Siguió contando que habían entrado juntos a un sótano penumbroso, que ocuparon sillas de un semicírculo en torno a un piano iluminado, que el pianista abrió la tapa, puso el timer, cerró la tapa y, así, sin tocar, tres veces para iniciar cada movimiento. Él, contó, rozaba el piso con las suelas como si no hubiera encontrado dónde hacer pie.
Después de eso, cenamos, dijo Alejandrina. Tomamos una botella de vino. Lo único que nos dijimos fueron dos o tres cosas sobre el silencio y la música y lo difícil que se le hace al público entender ciertas obras, pero todo con frases bien cortas, concluyentes, más para pasar el tiempo que para tener una conversación.

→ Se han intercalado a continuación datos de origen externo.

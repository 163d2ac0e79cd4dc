//! Per-section optional scalar fields.

use crate::izpack::{
    error::{Error, Result},
    markup::{Element, Node},
};
use std::collections::BTreeMap;

/// Field values for one section, keyed by the element name they render as.
///
/// Setting a blank value is the same as clearing the field, so `get` never
/// hands out an empty string.
#[derive(Clone, Debug)]
pub struct FieldStore {
    section: &'static str,
    values: BTreeMap<&'static str, String>,
}

impl FieldStore {
    /// Creates an empty store owned by `section`.
    pub fn new(section: &'static str) -> Self {
        Self {
            section,
            values: BTreeMap::new(),
        }
    }

    /// Name of the owning section, used in errors.
    pub fn section(&self) -> &'static str {
        self.section
    }

    /// Stores `value`, or clears the field when `value` is blank.
    pub fn set(&mut self, name: &'static str, value: impl Into<String>) {
        let value = value.into();
        if value.trim().is_empty() {
            self.values.remove(name);
        } else {
            self.values.insert(name, value);
        }
    }

    /// Removes the field.
    pub fn clear(&mut self, name: &'static str) {
        self.values.remove(name);
    }

    /// Returns the field value, `None` if never set or cleared.
    pub fn get(&self, name: &str) -> Option<&str> {
        self.values.get(name).map(String::as_str)
    }

    /// Returns the field value or `""`.
    pub fn get_or_empty(&self, name: &str) -> &str {
        self.get(name).unwrap_or_default()
    }

    /// True when the field holds a value.
    pub fn is_present(&self, name: &str) -> bool {
        self.values.contains_key(name)
    }

    /// Returns the field value or [`Error::MissingField`].
    pub fn require(&self, name: &str) -> Result<&str> {
        self.get(name).ok_or_else(|| Error::MissingField {
            section: self.section.to_string(),
            field: name.to_string(),
        })
    }

    /// Renders the field as `<name>value</name>`, or a `no name` comment
    /// when absent so the position stays visible in the output.
    pub fn optional_node(&self, name: &str) -> Node {
        match self.get(name) {
            Some(value) => Element::with_text(name, value).into(),
            None => Node::comment(format!("no {name}")),
        }
    }
}

#[cfg(test)]
mod tests {
    use super::*;

    #[test]
    fn blank_values_read_as_absent() {
        let mut fields = FieldStore::new("info");
        fields.set("appname", "Demo");
        fields.set("appname", " ");
        fields.set("url", "");

        assert_eq!(fields.get("appname"), None);
        assert_eq!(fields.get("url"), None);
        assert_eq!(fields.get_or_empty("appname"), "");
    }

    #[test]
    fn values_can_be_overwritten() {
        let mut fields = FieldStore::new("info");
        fields.set("appversion", "1.0");
        fields.set("appversion", "1.1");
        assert_eq!(fields.get("appversion"), Some("1.1"));
    }

    #[test]
    fn require_names_the_missing_field() {
        let fields = FieldStore::new("info");
        match fields.require("appname") {
            Err(Error::MissingField { section, field }) => {
                assert_eq!(section, "info");
                assert_eq!(field, "appname");
            }
            other => panic!("expected MissingField, got {other:?}"),
        }
    }

    #[test]
    fn optional_node_keeps_position() {
        let mut fields = FieldStore::new("info");
        fields.set("url", "https://example.com");

        let present = fields.optional_node("url");
        assert_eq!(
            present.as_element().and_then(Element::text),
            Some("https://example.com")
        );
        assert_eq!(fields.optional_node("webdir").as_comment(), Some("no webdir"));
    }
}
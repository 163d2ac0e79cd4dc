//! Deterministic pretty printer.
//!
//! Siblings are written in the order they were added and every nesting level
//! is indented by [`INDENT`]. Leaf elements with text stay on one line.
//! Raw fragments are written unchanged after the first line's indent.

use super::{Element, Node};

/// Indentation unit.
pub const INDENT: &str = "    ";

/// XML declaration written ahead of the root element.
pub const DECLARATION: &str = r#"<?xml version="1.0" encoding="UTF-8" standalone="yes" ?>"#;

/// Serializes `root` as a complete document, declaration included.
pub fn to_document_string(root: &Element) -> String {
    let mut out = String::with_capacity(4096);
    out.push_str(DECLARATION);
    out.push('\n');
    write_element(&mut out, root, 0);
    // Trailing newline is added by the sink.
    while out.ends_with('\n') {
        out.pop();
    }
    out
}

/// Serializes a single element without declaration.
pub fn element_to_string(element: &Element) -> String {
    let mut out = String::new();
    write_element(&mut out, element, 0);
    while out.ends_with('\n') {
        out.pop();
    }
    out
}

fn indent(out: &mut String, depth: usize) {
    for _ in 0..depth {
        out.push_str(INDENT);
    }
}

fn write_node(out: &mut String, node: &Node, depth: usize) {
    match node {
        Node::Element(element) => write_element(out, element, depth),
        Node::Comment(text) => {
            indent(out, depth);
            out.push_str("<!-- ");
            out.push_str(&escape_comment(text));
            out.push_str(" -->\n");
        }
        Node::Raw(markup) => {
            // Written byte for byte; only the first line is indented.
            indent(out, depth);
            out.push_str(markup);
            if !markup.ends_with('\n') {
                out.push('\n');
            }
        }
    }
}

fn write_element(out: &mut String, element: &Element, depth: usize) {
    indent(out, depth);
    out.push('<');
    out.push_str(element.name());
    for (name, value) in element.attributes() {
        out.push(' ');
        out.push_str(name);
        out.push_str("=\"");
        out.push_str(&escape_attribute(value));
        out.push('"');
    }

    if element.is_empty() {
        out.push_str("/>\n");
        return;
    }
    out.push('>');

    if element.children().is_empty() {
        if let Some(text) = element.text() {
            out.push_str(&escape_text(text));
        }
    } else {
        out.push('\n');
        if let Some(text) = element.text() {
            indent(out, depth + 1);
            out.push_str(&escape_text(text));
            out.push('\n');
        }
        for child in element.children() {
            write_node(out, child, depth + 1);
        }
        indent(out, depth);
    }

    out.push_str("</");
    out.push_str(element.name());
    out.push_str(">\n");
}

fn escape_text(text: &str) -> String {
    let mut escaped = String::with_capacity(text.len());
    for c in text.chars() {
        match c {
            '&' => escaped.push_str("&amp;"),
            '<' => escaped.push_str("&lt;"),
            '>' => escaped.push_str("&gt;"),
            _ => escaped.push(c),
        }
    }
    escaped
}

fn escape_attribute(value: &str) -> String {
    let mut escaped = String::with_capacity(value.len());
    for c in value.chars() {
        match c {
            '&' => escaped.push_str("&amp;"),
            '<' => escaped.push_str("&lt;"),
            '>' => escaped.push_str("&gt;"),
            '"' => escaped.push_str("&quot;"),
            '\n' => escaped.push_str("&#10;"),
            _ => escaped.push(c),
        }
    }
    escaped
}

/// `--` may not appear inside a comment.
fn escape_comment(text: &str) -> String {
    let mut escaped = text.to_string();
    while escaped.contains("--") {
        escaped = escaped.replace("--", "- -");
    }
    escaped
}

#[cfg(test)]
mod tests {
    use super::*;
    use crate::izpack::markup::WithAttributes;

    #[test]
    fn nested_output_is_indented() {
        let root = Element::new("packs").child(
            Element::new("pack")
                .with_attr("name", "Core")
                .child(Element::with_text("description", "Core & co"))
                .child(Node::comment("no files")),
        );

        let expected = "<packs>\n    <pack name=\"Core\">\n        <description>Core &amp; co</description>\n        <!-- no files -->\n    </pack>\n</packs>";
        assert_eq!(element_to_string(&root), expected);
    }

    #[test]
    fn empty_elements_self_close() {
        let root = Element::new("res").with_attr("id", "a\"b");
        assert_eq!(element_to_string(&root), "<res id=\"a&quot;b\"/>");
    }

    #[test]
    fn raw_fragments_are_not_escaped() {
        let root = Element::new("info").child(Node::raw("<custom flag=\"x\"/>"));
        assert_eq!(
            element_to_string(&root),
            "<info>\n    <custom flag=\"x\"/>\n</info>"
        );
    }

    #[test]
    fn multi_line_raw_fragments_are_written_unchanged() {
        let fragment = "<variable name=\"motd\" value=\"line1\nline2\"/>";
        let cdata = "<script><![CDATA[echo hi   \n]]></script>";
        let root = Element::new("variables")
            .child(Node::raw(fragment))
            .child(Node::raw(cdata));

        let out = element_to_string(&root);
        assert!(out.contains(&format!("    {fragment}\n")));
        assert!(out.contains(&format!("    {cdata}\n")));
    }

    #[test]
    fn document_starts_with_declaration() {
        let doc = to_document_string(&Element::new("installation"));
        assert!(doc.starts_with(DECLARATION));
        assert!(doc.ends_with("<installation/>"));
    }

    #[test]
    fn comments_never_contain_double_dash() {
        assert_eq!(escape_comment("a--b"), "a- -b");
        assert!(!escape_comment("x---y").contains("--"));
    }
}
//! Minimal markup model for the generated descriptor.
//!
//! Only what the descriptor needs: elements with ordered attributes, comments,
//! and raw fragments that are written verbatim. There is no parser.

mod attrs;
mod node;
pub mod writer;

pub use attrs::{AttrValue, NO, WithAttributes, YES, yes_no};
pub use node::{Element, Node};
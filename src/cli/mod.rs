//! Command line interface for the IzPack descriptor generator.
//!
//! Parses arguments, loads the manifest, generates, and reports where the
//! descriptor was written.

mod args;

pub use args::Args;

use crate::error::{CliError, Result};
use crate::izpack::{Generator, GeneratorSettingsBuilder};
use crate::metadata;

/// Main CLI entry point
pub async fn run() -> Result<i32> {
    let args = Args::parse_args();
    execute(&args).await
}

/// Runs one generation for already-parsed arguments
pub async fn execute(args: &Args) -> Result<i32> {
    args.validate()
        .map_err(|reason| CliError::InvalidArguments { reason })?;

    log::info!("Loading installer configuration from {}", args.manifest.display());
    let config = metadata::load_manifest(&args.manifest)?;
    let installation = config.into_installation()?;

    let settings = GeneratorSettingsBuilder::new()
        .output_dir(&args.output_dir)
        .base_dir(args.resolved_base_dir())
        .build()?;

    let report = Generator::new(installation, settings).generate().await?;

    if args.report_json {
        println!("{}", serde_json::to_string_pretty(&report)?);
    } else {
        println!("{}", report.descriptor.display());
    }

    Ok(0)
}
//! Installer window preferences (`<guiprefs>`).

use super::os::OsConstraints;
use crate::izpack::{
    error::{Error, Result},
    markup::{Element, WithAttributes},
    section::{Extensions, FieldStore, RenderContext, Section},
};

/// Default installer window width in pixels.
pub const DEFAULT_WIDTH: u32 = 800;

/// Default installer window height in pixels.
pub const DEFAULT_HEIGHT: u32 = 600;

/// A look-and-feel choice, optionally restricted to some OS families.
#[derive(Clone, Debug, PartialEq, Eq)]
pub struct LookAndFeel {
    name: String,
    os: OsConstraints,
    params: Vec<(String, String)>,
}

impl LookAndFeel {
    /// Look-and-feel named `name` (`looks`, `substance`, `kunststoff`, ...).
    pub fn new(name: impl Into<String>) -> Self {
        Self {
            name: name.into(),
            os: OsConstraints::new(),
            params: Vec::new(),
        }
    }

    /// Restricts the look-and-feel to `os`.
    pub fn with_os(mut self, os: OsConstraints) -> Self {
        self.os = os;
        self
    }

    /// Adds a `<param>` entry.
    pub fn with_param(mut self, name: impl Into<String>, value: impl Into<String>) -> Self {
        self.params.push((name.into(), value.into()));
        self
    }

    fn render(&self) -> Result<Element> {
        if self.name.trim().is_empty() {
            return Err(Error::MissingField {
                section: "laf".into(),
                field: "name".into(),
            });
        }
        let mut laf = Element::new("laf").with_attr("name", &self.name);
        self.os.render_into(&mut laf);
        laf.extend(self.params.iter().map(|(name, value)| {
            Element::new("param")
                .with_attr("name", name)
                .with_attr("value", value)
        }));
        Ok(laf)
    }
}

/// The `<guiprefs>` section.
#[derive(Clone, Debug)]
pub struct GuiPrefs {
    fields: FieldStore,
    extensions: Extensions,
    width: u32,
    height: u32,
    resizable: bool,
    modifiers: Vec<(String, String)>,
    look_and_feels: Vec<LookAndFeel>,
}

impl Default for GuiPrefs {
    fn default() -> Self {
        Self {
            fields: FieldStore::new(Self::KIND),
            extensions: Extensions::new(),
            width: DEFAULT_WIDTH,
            height: DEFAULT_HEIGHT,
            resizable: false,
            modifiers: Vec::new(),
            look_and_feels: Vec::new(),
        }
    }
}

impl GuiPrefs {
    /// Preferences with the default 800x600 fixed-size window.
    pub fn new() -> Self {
        Self::default()
    }

    /// Window size in pixels.
    pub fn set_size(&mut self, width: u32, height: u32) -> &mut Self {
        self.width = width;
        self.height = height;
        self
    }

    /// Whether the window can be resized.
    pub fn set_resizable(&mut self, resizable: bool) -> &mut Self {
        self.resizable = resizable;
        self
    }

    /// Adds a `<modifier key value/>` entry.
    pub fn add_modifier(&mut self, key: impl Into<String>, value: impl Into<String>) -> &mut Self {
        self.modifiers.push((key.into(), value.into()));
        self
    }

    /// Adds a look-and-feel after the existing ones.
    pub fn add_look_and_feel(&mut self, laf: LookAndFeel) -> &mut Self {
        self.look_and_feels.push(laf);
        self
    }

    /// Window size in pixels.
    pub fn size(&self) -> (u32, u32) {
        (self.width, self.height)
    }
}

impl Section for GuiPrefs {
    const KIND: &'static str = "guiprefs";

    fn fields(&self) -> &FieldStore {
        &self.fields
    }

    fn fields_mut(&mut self) -> &mut FieldStore {
        &mut self.fields
    }

    fn extensions(&self) -> &Extensions {
        &self.extensions
    }

    fn extensions_mut(&mut self) -> &mut Extensions {
        &mut self.extensions
    }

    fn render_body(&self, _ctx: &RenderContext) -> Result<Element> {
        let mut prefs = Element::new(Self::KIND)
            .with_attr("width", self.width)
            .with_attr("height", self.height)
            .with_attr("resizable", self.resizable);

        prefs.extend(self.modifiers.iter().map(|(key, value)| {
            Element::new("modifier")
                .with_attr("key", key)
                .with_attr("value", value)
        }));
        for laf in &self.look_and_feels {
            prefs.push(laf.render()?);
        }

        Ok(prefs)
    }
}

Yo estaba en mi propio cielo, dijo y se dio palmaditas en las piernas.
Lo dejé con el taxi en la puerta de su departamento, y cuando llegué a casa encontré un mensaje de él con el teléfono del Dr. Cho. Podría haberlo leído como una amabilidad, como un gesto de cuidado al estilo: si te pasa algo, este médico es de mi entera confianza. Pero no. Se puso enfático con lo que él había diagnosticado como tu problema.
La mención del Dr. Cho hizo que nos acomodáramos de nuevo en las sillas.
***
No volvimos. Nos sentíamos cansados, inestables. Pensamos que la causa era esa época del año en que cada cosa mínima duplica su peso al ser sostenida.
Nos reencontramos con Alejandrina de casualidad. Usaba un bastón, pero no había nada en su postura que indicara necesidad. Igual le preguntamos por qué lo llevaba, y dijo que se lo había comprado por la empuñadura. Tomó la caña con una mano y develó la cabeza de un animal. Dijimos: pavo. Dijimos: cuervo. Nos parecía tanto uno como otro. Fuera de quien fuera el pico, sí le brillaban los ojos. Y cómo. Piedras falsas, seguro. Cuando volvió a agarrarlo, cubrió por completo la cabeza del animal, pero el pico sobresalió entre el pulgar y el índice. La mano de Alejandrina, con los nudillos gordos, temblaba leve.